### TASK DESCRIPTION
Look for "use crate::event::Side;" in the entries below. Write out that line and all later lines exactly, ending with the final one.

[Stored data entries]
===============
use thiserror::Error;

use crate::event::Side;

/// Structural failures that abort an analysis.
///
/// Missing data is not an error here: empty on/off subsets flow through as
/// `None` fields on [`OnOffSplit`](crate::onoff::OnOffSplit) so that one
/// low-minute player never aborts a whole-roster batch.
#[derive(Error, Debug, Clone, PartialEq, Eq)]
pub enum AnalysisError {
    #[error("Invalid side: '{0}' (expected 'home' or 'away')")]
    InvalidSide(String),

    #[error("Unknown team: '{team}' has no events in this game log ({side} side)")]
    UnknownTeam { team: String, side: Side },
}

pub type Result<T> = std::result::Result<T, AnalysisError>;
===============
### RESPONSE AREA
use crate::event::Side;

/// Structural failures that abort an analysis.
///
/// Missing data is not an error here: empty on/off subsets flow through as
/// `None` fields on [`OnOffSplit`](crate::onoff::OnOffSplit) so that one
/// low-minute player never aborts a whole-roster batch.
#[derive(Error, Debug, Clone, PartialEq, Eq)]
pub enum AnalysisError {
    #[error("Invalid side: '{0}' (expected 'home' or 'away')")]
    InvalidSide(String),

    #[error("Unknown team: '{team}' has no events in this game log ({side} side)")]
    UnknownTeam { team: String, side: Side },
}

pub type Result<T> = std::result::Result<T, AnalysisError>;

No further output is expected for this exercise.